* **Record extracts**:
* * * * *
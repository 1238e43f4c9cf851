//! In-memory relational source.
//!
//! Backs tests and lets hosts index data that does not live in a relational
//! store. Every selection shares a `SelectionStats` handle recording the
//! queries issued against it, so callers can check how enumeration behaved.

use async_trait::async_trait;
use std::cmp::Ordering as CmpOrdering;
use std::ops::Range;
use std::sync::atomic::{AtomicUsize, Ordering};
use std::sync::{Arc, Mutex};

use seeker_shared::Value;

use crate::errors::SourceError;
use crate::source::{
    Attribute, EntityType, Record, RecordCursor, RecordRef, Selection, SelectionOrder,
    SelectionRef,
};

/// A record held in memory.
#[derive(Debug, Clone)]
pub struct MemoryRecord {
    entity: String,
    pk: Value,
    label: Option<String>,
    attributes: Vec<(String, Attribute)>,
}

impl MemoryRecord {
    /// New record whose primary key is exposed as the `id` attribute.
    pub fn new(entity: impl Into<String>, pk: impl Into<Value>) -> Self {
        Self::keyed(entity, "id", pk)
    }

    /// New record whose primary key is exposed as the `pk_field` attribute.
    pub fn keyed(entity: impl Into<String>, pk_field: &str, pk: impl Into<Value>) -> Self {
        let pk = pk.into();
        Self {
            entity: entity.into(),
            pk: pk.clone(),
            label: None,
            attributes: vec![(pk_field.to_string(), Attribute::Scalar(pk))],
        }
    }

    fn set(mut self, name: impl Into<String>, attribute: Attribute) -> Self {
        let name = name.into();
        match self.attributes.iter_mut().find(|(existing, _)| *existing == name) {
            Some((_, slot)) => *slot = attribute,
            None => self.attributes.push((name, attribute)),
        }
        self
    }

    pub fn with_value(self, name: impl Into<String>, value: impl Into<Value>) -> Self {
        self.set(name, Attribute::Scalar(value.into()))
    }

    /// Attribute with a human-readable display value.
    pub fn with_display(self, name: impl Into<String>, display: impl Into<String>) -> Self {
        self.set(name, Attribute::Display(display.into()))
    }

    pub fn with_one(self, name: impl Into<String>, related: Option<RecordRef>) -> Self {
        self.set(name, Attribute::ToOne(related))
    }

    pub fn with_many(self, name: impl Into<String>, related: Vec<RecordRef>) -> Self {
        self.set(name, Attribute::ToMany(related))
    }

    /// Canonical string representation returned by `display`.
    pub fn with_label(mut self, label: impl Into<String>) -> Self {
        self.label = Some(label.into());
        self
    }

    pub fn into_ref(self) -> RecordRef {
        Arc::new(self)
    }
}

impl Record for MemoryRecord {
    fn entity_name(&self) -> &str {
        &self.entity
    }

    fn pk(&self) -> Value {
        self.pk.clone()
    }

    fn attribute(&self, name: &str) -> Attribute {
        self.attributes
            .iter()
            .find(|(existing, _)| existing == name)
            .map(|(_, attribute)| attribute.clone())
            .unwrap_or(Attribute::Missing)
    }

    fn display(&self) -> String {
        match &self.label {
            Some(label) => label.clone(),
            None => format!("{} #{}", self.entity, self.pk),
        }
    }
}

/// Counters for the queries issued against a `MemorySelection`.
#[derive(Debug, Default)]
pub struct SelectionStats {
    count_queries: AtomicUsize,
    cursors_opened: AtomicUsize,
    cursors_closed: AtomicUsize,
    windows: Mutex<Vec<Range<u64>>>,
}

impl SelectionStats {
    pub fn count_queries(&self) -> usize {
        self.count_queries.load(Ordering::SeqCst)
    }

    pub fn cursors_opened(&self) -> usize {
        self.cursors_opened.load(Ordering::SeqCst)
    }

    pub fn cursors_closed(&self) -> usize {
        self.cursors_closed.load(Ordering::SeqCst)
    }

    /// Windows fetched so far, in request order.
    pub fn windows(&self) -> Vec<Range<u64>> {
        self.windows
            .lock()
            .unwrap_or_else(|poisoned| poisoned.into_inner())
            .clone()
    }

    fn record_window(&self, window: Range<u64>) {
        self.windows
            .lock()
            .unwrap_or_else(|poisoned| poisoned.into_inner())
            .push(window);
    }
}

/// Primary key ordering: integers numerically, anything else by its string form.
fn compare_pk(a: &Value, b: &Value) -> CmpOrdering {
    match (a, b) {
        (Value::Integer(a), Value::Integer(b)) => a.cmp(b),
        _ => a.to_string().cmp(&b.to_string()),
    }
}

/// A selection over records held in memory.
#[derive(Clone)]
pub struct MemorySelection {
    entity_type: Arc<EntityType>,
    records: Arc<Vec<RecordRef>>,
    order: SelectionOrder,
    cursor_support: bool,
    cursor_fails_after: Option<usize>,
    stats: Arc<SelectionStats>,
}

impl MemorySelection {
    /// Selection over `records`, kept in the given (insertion) order until
    /// ordered by primary key.
    pub fn new(entity_type: Arc<EntityType>, records: Vec<RecordRef>) -> Self {
        Self {
            entity_type,
            records: Arc::new(records),
            order: SelectionOrder::Unordered,
            cursor_support: true,
            cursor_fails_after: None,
            stats: Arc::new(SelectionStats::default()),
        }
    }

    /// Disable server-side cursors, as with a transport that lacks them.
    pub fn without_cursor(mut self) -> Self {
        self.cursor_support = false;
        self
    }

    /// Make cursors fail with a query error after yielding `count` records.
    pub fn with_cursor_failure_after(mut self, count: usize) -> Self {
        self.cursor_fails_after = Some(count);
        self
    }

    pub fn stats(&self) -> Arc<SelectionStats> {
        Arc::clone(&self.stats)
    }

    pub fn into_ref(self) -> SelectionRef {
        Arc::new(self)
    }

    fn rows(&self) -> Vec<RecordRef> {
        let mut rows = self.records.to_vec();
        if self.order == SelectionOrder::PrimaryKey {
            rows.sort_by(|a, b| compare_pk(&a.pk(), &b.pk()));
        }
        rows
    }
}

#[async_trait]
impl Selection for MemorySelection {
    fn entity_type(&self) -> &Arc<EntityType> {
        &self.entity_type
    }

    fn ordered(&self, order: SelectionOrder) -> SelectionRef {
        Arc::new(Self {
            order,
            ..self.clone()
        })
    }

    async fn count(&self) -> Result<u64, SourceError> {
        self.stats.count_queries.fetch_add(1, Ordering::SeqCst);
        Ok(self.records.len() as u64)
    }

    async fn fetch(&self, window: Range<u64>) -> Result<Vec<RecordRef>, SourceError> {
        self.stats.record_window(window.clone());

        let rows = self.rows();
        let start = (window.start as usize).min(rows.len());
        let end = (window.end as usize).clamp(start, rows.len());
        Ok(rows[start..end].to_vec())
    }

    fn supports_cursor(&self) -> bool {
        self.cursor_support
    }

    async fn cursor(&self) -> Result<Box<dyn RecordCursor>, SourceError> {
        if !self.cursor_support {
            return Err(SourceError::CursorUnsupported);
        }

        self.stats.cursors_opened.fetch_add(1, Ordering::SeqCst);
        Ok(Box::new(MemoryCursor {
            rows: self.rows().into_iter(),
            yielded: 0,
            fails_after: self.cursor_fails_after,
            stats: Arc::clone(&self.stats),
        }))
    }

    async fn get(&self, pk: &str) -> Result<Option<RecordRef>, SourceError> {
        Ok(self
            .records
            .iter()
            .find(|record| record.pk().to_string() == pk)
            .cloned())
    }
}

/// Cursor over a snapshot of a `MemorySelection`. Counts itself closed on drop.
struct MemoryCursor {
    rows: std::vec::IntoIter<RecordRef>,
    yielded: usize,
    fails_after: Option<usize>,
    stats: Arc<SelectionStats>,
}

#[async_trait]
impl RecordCursor for MemoryCursor {
    async fn next(&mut self) -> Result<Option<RecordRef>, SourceError> {
        if self.fails_after == Some(self.yielded) {
            return Err(SourceError::query("cursor connection lost"));
        }
        let row = self.rows.next();
        if row.is_some() {
            self.yielded += 1;
        }
        Ok(row)
    }
}

impl Drop for MemoryCursor {
    fn drop(&mut self) {
        self.stats.cursors_closed.fetch_add(1, Ordering::SeqCst);
    }
}

#[cfg(test)]
mod tests {
    use super::*;
    use crate::source::{FieldDescriptor, FieldKind};

    fn tags() -> Arc<EntityType> {
        Arc::new(EntityType::new("Tag").field(FieldDescriptor::new("name", FieldKind::Char)))
    }

    fn records(pks: &[i64]) -> Vec<RecordRef> {
        pks.iter()
            .map(|pk| MemoryRecord::new("Tag", *pk).into_ref())
            .collect()
    }

    #[test]
    fn test_record_attributes() {
        let author = MemoryRecord::new("Author", 1).with_label("Ada").into_ref();
        let article = MemoryRecord::new("Article", 5)
            .with_value("title", "Hello")
            .with_display("status", "Published")
            .with_one("author", Some(author));

        assert!(matches!(article.attribute("id"), Attribute::Scalar(Value::Integer(5))));
        assert!(matches!(article.attribute("title"), Attribute::Scalar(Value::Text(ref t)) if t == "Hello"));
        assert!(matches!(article.attribute("status"), Attribute::Display(ref d) if d == "Published"));
        assert!(matches!(article.attribute("author"), Attribute::ToOne(Some(ref a)) if a.display() == "Ada"));
        assert!(matches!(article.attribute("nope"), Attribute::Missing));
        assert_eq!(article.display(), "Article #5");
    }

    #[tokio::test]
    async fn test_primary_key_order() {
        let selection = MemorySelection::new(tags(), records(&[10, 2, 33, 1]));

        let unordered = selection.fetch(0..4).await.unwrap();
        let ordered = selection
            .ordered(SelectionOrder::PrimaryKey)
            .fetch(0..4)
            .await
            .unwrap();

        let pks = |rows: &[RecordRef]| rows.iter().map(|r| r.pk()).collect::<Vec<_>>();
        assert_eq!(pks(&unordered), [10, 2, 33, 1].map(Value::from).to_vec());
        assert_eq!(pks(&ordered), [1, 2, 10, 33].map(Value::from).to_vec());
    }

    #[tokio::test]
    async fn test_fetch_clamps_window() {
        let selection = MemorySelection::new(tags(), records(&[1, 2, 3]));

        assert_eq!(selection.fetch(2..10).await.unwrap().len(), 1);
        assert!(selection.fetch(5..10).await.unwrap().is_empty());
        assert_eq!(selection.stats().windows(), vec![2..10, 5..10]);
    }

    #[tokio::test]
    async fn test_cursor_closes_on_drop() {
        let selection = MemorySelection::new(tags(), records(&[1, 2, 3]));

        let mut cursor = selection.cursor().await.unwrap();
        assert!(cursor.next().await.unwrap().is_some());
        drop(cursor);

        let stats = selection.stats();
        assert_eq!(stats.cursors_opened(), 1);
        assert_eq!(stats.cursors_closed(), 1);
    }

    #[tokio::test]
    async fn test_cursor_unsupported() {
        let selection = MemorySelection::new(tags(), records(&[1])).without_cursor();

        assert!(!selection.supports_cursor());
        assert!(matches!(
            selection.cursor().await,
            Err(SourceError::CursorUnsupported)
        ));
    }

    #[tokio::test]
    async fn test_get_by_pk() {
        let selection = MemorySelection::new(tags(), records(&[1, 2]));

        assert!(selection.get("2").await.unwrap().is_some());
        assert!(selection.get("3").await.unwrap().is_none());
    }
}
* * * * *
* **Exercise aim**:
Check each line of the data above, and please copy the ones in which the string "AtomicUsize" occurs.

* **Exercise answer**:
use std::sync::atomic::{AtomicUsize, Ordering};
    count_queries: AtomicUsize,
    cursors_opened: AtomicUsize,
    cursors_closed: AtomicUsize,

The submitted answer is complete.